Les Argentins buvaient autrefois 90 litres de vin par an. Il en reste désormais 15 et 1 100 vignobles ont déjà été fermés | Fortune

L’industrie vinicole argentine, autrefois florissante, est confrontée à sa pire crise depuis plus de 15 ans, avec une consommation intérieure record, des exportations en baisse et des récoltes à faible rendement.

Face à cette triste réalité, des centaines de passionnés de vin se sont encore rassemblés la semaine dernière à Mendoza, au cœur de la région viticole argentine, pour célébrer la Fête nationale annuelle des vendanges. Les participants ont assisté à des spectacles de danse, apprécié de la musique live et voté pour la nouvelle reine du festival Vendimia.

Le festival a fêté ses 90 ans lorsque la consommation nationale de vin en Argentine a chuté à un niveau record de 15,7 litres (4,1 gallons) par personne en 2025, selon l’Institut national de viticulture (INV). Comparez cela à 1970, lorsque les Argentins consommaient jusqu’à 90 litres (24 gallons) par personne et par an.

De plus, 1 100 vignobles à travers le pays ont fermé leurs portes et 3 276 hectares (8 095 acres) de production de raisin ont disparu.

Fabián Ruggieri, président du groupe commercial Argentina Wine Corp, attribue en grande partie cette baisse à une « forte baisse du pouvoir d’achat » qui a commencé en 2023. Cette tendance, a-t-il déclaré, est plus aiguë chez les consommateurs à revenus faibles et moyens qui consomment traditionnellement du vin quotidiennement.

Pour Federico Gambetta, directeur de la cave Altos Las Hormigas, une cave moyenne de Mendoza, la crise est aggravée par un changement dans les modes de consommation.

“Les gens ne consomment plus de vin en masse”, a déclaré Gambetta, soulignant que les consommateurs recherchent désormais une “cohérence” et un sens à leur achat.

Alors que les générations plus âgées préféraient les vins riches en alcool et corsés, les consommateurs plus jeunes privilégient d’autres attributs, tels que « l’accessibilité, la fraîcheur et la légèreté », qualités typiques des vins blancs et rosés.

L’un des vins rouges de Gambetta, le Malbec Los Amantes 2022, a récemment été classé 41e parmi les 100 meilleurs vins du monde. Cependant, il note qu’à partir de 2010, sa cave a commencé à modifier son vin, autrefois défini par un profil traditionnel et plus lourd, pour plaire à une nouvelle génération de consommateurs à la recherche de styles plus légers.

“Tout a muté”, a déclaré Gambetta. “Si vous n’êtes pas dynamique, vous êtes perdu.”

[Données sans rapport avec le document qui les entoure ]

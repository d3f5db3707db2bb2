use once_cell::sync::Lazy;
use serde::{Deserialize, Serialize};
use std::env;
use std::path::PathBuf;

/// Placeholder admin credentials used when ADMIN_USER / ADMIN_PASS are unset.
pub const DEFAULT_ADMIN_USER: &str = "admin";
pub const DEFAULT_ADMIN_PASS: &str = "changeme";

#[derive(Debug, Clone, Serialize, Deserialize)]
pub struct AppConfig {
    pub environment: Environment,
    pub server: ServerConfig,
    pub database: DatabaseConfig,
    pub api: ApiConfig,
    pub security: SecurityConfig,
}

#[derive(Debug, Clone, Copy, PartialEq, Eq, Serialize, Deserialize)]
pub enum Environment {
    Development,
    Staging,
    Production,
}

#[derive(Debug, Clone, Serialize, Deserialize)]
pub struct ServerConfig {
    pub host: String,
    pub port: u16,
    pub static_dir: PathBuf,
}

#[derive(Debug, Clone, Serialize, Deserialize)]
pub struct DatabaseConfig {
    /// SQLite file path, or `:memory:` for a private in-memory database
    pub path: String,
    pub max_connections: u32,
    pub busy_timeout_secs: u64,
    /// Upper bound on a single store call; `None` waits indefinitely
    pub query_timeout_ms: Option<u64>,
    pub enable_slow_query_warning: bool,
    pub slow_query_threshold_ms: u64,
}

#[derive(Debug, Clone, Serialize, Deserialize)]
pub struct ApiConfig {
    pub enable_request_logging: bool,
    pub max_request_size_bytes: usize,
}

#[derive(Debug, Clone, Serialize, Deserialize)]
pub struct SecurityConfig {
    pub enable_cors: bool,
    pub admin_user: String,
    #[serde(skip_serializing)]
    pub admin_pass: String,
}

impl SecurityConfig {
    /// True while either half of the pair is still the shipped default.
    pub fn uses_placeholder_credentials(&self) -> bool {
        self.admin_user == DEFAULT_ADMIN_USER || self.admin_pass == DEFAULT_ADMIN_PASS
    }
}

impl AppConfig {
    pub fn from_env() -> Self {
        let environment = match env::var("APP_ENV").as_deref() {
            Ok("production") | Ok("prod") => Environment::Production,
            Ok("staging") | Ok("stage") => Environment::Staging,
            _ => Environment::Development,
        };

        // Set defaults based on environment, then override with specific env vars
        match environment {
            Environment::Production => Self::production(),
            Environment::Staging => Self::staging(),
            Environment::Development => Self::development(),
        }
        .with_env_overrides()
    }

    fn with_env_overrides(mut self) -> Self {
        // Server overrides
        if let Ok(v) = env::var("HOST") {
            self.server.host = v;
        }
        if let Ok(v) = env::var("PORT") {
            self.server.port = v.parse().unwrap_or(self.server.port);
        }
        if let Ok(v) = env::var("STATIC_DIR") {
            self.server.static_dir = PathBuf::from(v);
        }

        // Database overrides
        if let Ok(v) = env::var("DATABASE_PATH") {
            self.database.path = v;
        }
        if let Ok(v) = env::var("DATABASE_MAX_CONNECTIONS") {
            self.database.max_connections = v.parse().unwrap_or(self.database.max_connections);
        }
        if let Ok(v) = env::var("DATABASE_BUSY_TIMEOUT_SECS") {
            self.database.busy_timeout_secs = v.parse().unwrap_or(self.database.busy_timeout_secs);
        }
        if let Ok(v) = env::var("DATABASE_QUERY_TIMEOUT_MS") {
            // 0 disables the bound
            self.database.query_timeout_ms = v.parse().ok().filter(|ms| *ms > 0);
        }
        if let Ok(v) = env::var("DATABASE_ENABLE_SLOW_QUERY_WARNING") {
            self.database.enable_slow_query_warning = v.parse().unwrap_or(self.database.enable_slow_query_warning);
        }
        if let Ok(v) = env::var("DATABASE_SLOW_QUERY_THRESHOLD_MS") {
            self.database.slow_query_threshold_ms = v.parse().unwrap_or(self.database.slow_query_threshold_ms);
        }

        // API overrides
        if let Ok(v) = env::var("API_ENABLE_REQUEST_LOGGING") {
            self.api.enable_request_logging = v.parse().unwrap_or(self.api.enable_request_logging);
        }
        if let Ok(v) = env::var("API_MAX_REQUEST_SIZE_BYTES") {
            self.api.max_request_size_bytes = v.parse().unwrap_or(self.api.max_request_size_bytes);
        }

        // Security overrides
        if let Ok(v) = env::var("SECURITY_ENABLE_CORS") {
            self.security.enable_cors = v.parse().unwrap_or(self.security.enable_cors);
        }
        if let Ok(v) = env::var("ADMIN_USER") {
            if !v.is_empty() {
                self.security.admin_user = v;
            }
        }
        if let Ok(v) = env::var("ADMIN_PASS") {
            if !v.is_empty() {
                self.security.admin_pass = v;
            }
        }

        self
    }

    pub fn development() -> Self {
        Self {
            environment: Environment::Development,
            server: ServerConfig {
                host: "0.0.0.0".to_string(),
                port: 3000,
                static_dir: PathBuf::from("public"),
            },
            database: DatabaseConfig {
                path: "db/menu.db".to_string(),
                max_connections: 1,
                busy_timeout_secs: 5,
                query_timeout_ms: None,
                enable_slow_query_warning: true,
                slow_query_threshold_ms: 100,
            },
            api: ApiConfig {
                enable_request_logging: true,
                max_request_size_bytes: 1024 * 1024, // 1MB
            },
            security: SecurityConfig {
                enable_cors: true,
                admin_user: DEFAULT_ADMIN_USER.to_string(),
                admin_pass: DEFAULT_ADMIN_PASS.to_string(),
            },
        }
    }

    fn staging() -> Self {
        let mut config = Self::development();
        config.environment = Environment::Staging;
        config.database.query_timeout_ms = Some(10_000);
        config.database.slow_query_threshold_ms = 500;
        config.security.enable_cors = false;
        config
    }

    fn production() -> Self {
        let mut config = Self::development();
        config.environment = Environment::Production;
        config.database.query_timeout_ms = Some(5_000);
        config.database.slow_query_threshold_ms = 1000;
        config.api.enable_request_logging = false;
        config.security.enable_cors = false;
        config
    }

    /// Config for an isolated in-memory store, used by tests.
    pub fn in_memory() -> Self {
        let mut config = Self::development();
        config.database.path = ":memory:".to_string();
        config.api.enable_request_logging = false;
        config
    }
}

// Global singleton config - initialized once at startup
pub static CONFIG: Lazy<AppConfig> = Lazy::new(AppConfig::from_env);

// Convenience function for accessing config
pub fn config() -> &'static AppConfig {
    &CONFIG
}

Les États-Unis connaissent un changement similaire, alors que les âges démographiques plus âgés, axés sur le vin, et les jeunes adultes ne parviennent pas à combler le vide. Un rapport de la Silicon Valley Bank a révélé que les buveurs de la génération Y et de la génération Z sont répartis dans davantage de catégories et boivent globalement moins, en particulier ceux de moins de 29 ans.

Le marché international offre peu de répit. En tant que 11e exportateur mondial de vin, l’Argentine a vu ses exportations tomber à 193 millions de litres (51 millions de gallons) en 2025, soit une baisse de 6,8 % sur un an et le volume le plus bas depuis 2004, selon l’INV.

Ruggieri souligne que les exportations sont entravées par des problèmes de financement, des coûts logistiques élevés et le manque de compétitivité dû aux tarifs extérieurs. Alors que son voisin et concurrent du vin, le Chili, bénéficie d’accords de libre-échange avec plus de 60 économies (atteignant souvent des marchés comme la Chine avec des taux de droits proches de zéro), l’Argentine est confrontée à des droits de douane compris entre 10 % et 20 % sur la plupart des marchés.

Les producteurs locaux comme Gabriel Dvoskin, propriétaire du domaine viticole Canopus de 10 hectares qui produit environ 50 000 bouteilles de vin chaque année, luttent également contre l’inflation.

Dvoskin, qui exporte vers 15 pays, avec les États-Unis comme principal marché, reconnaît que les coûts de production élevés de l’Argentine et l’inflation galopante désavantagent ses vins par rapport à ses concurrents internationaux.

“Notre inflation nous rend un peu plus chers”, a déclaré Dvoskin. « Mon équivalent en France a un coût en intrants secs (bouteilles, bouchons, etc.) bien inférieur au mien. »

Pour Gambetta, la crise actuelle renforce une leçon clé pour l’industrie : la qualité des produits n’est pas négociable.

“En ce moment, tout est très délicat et un faux pas peut vous mener à la faillite”, a déclaré Gambetta.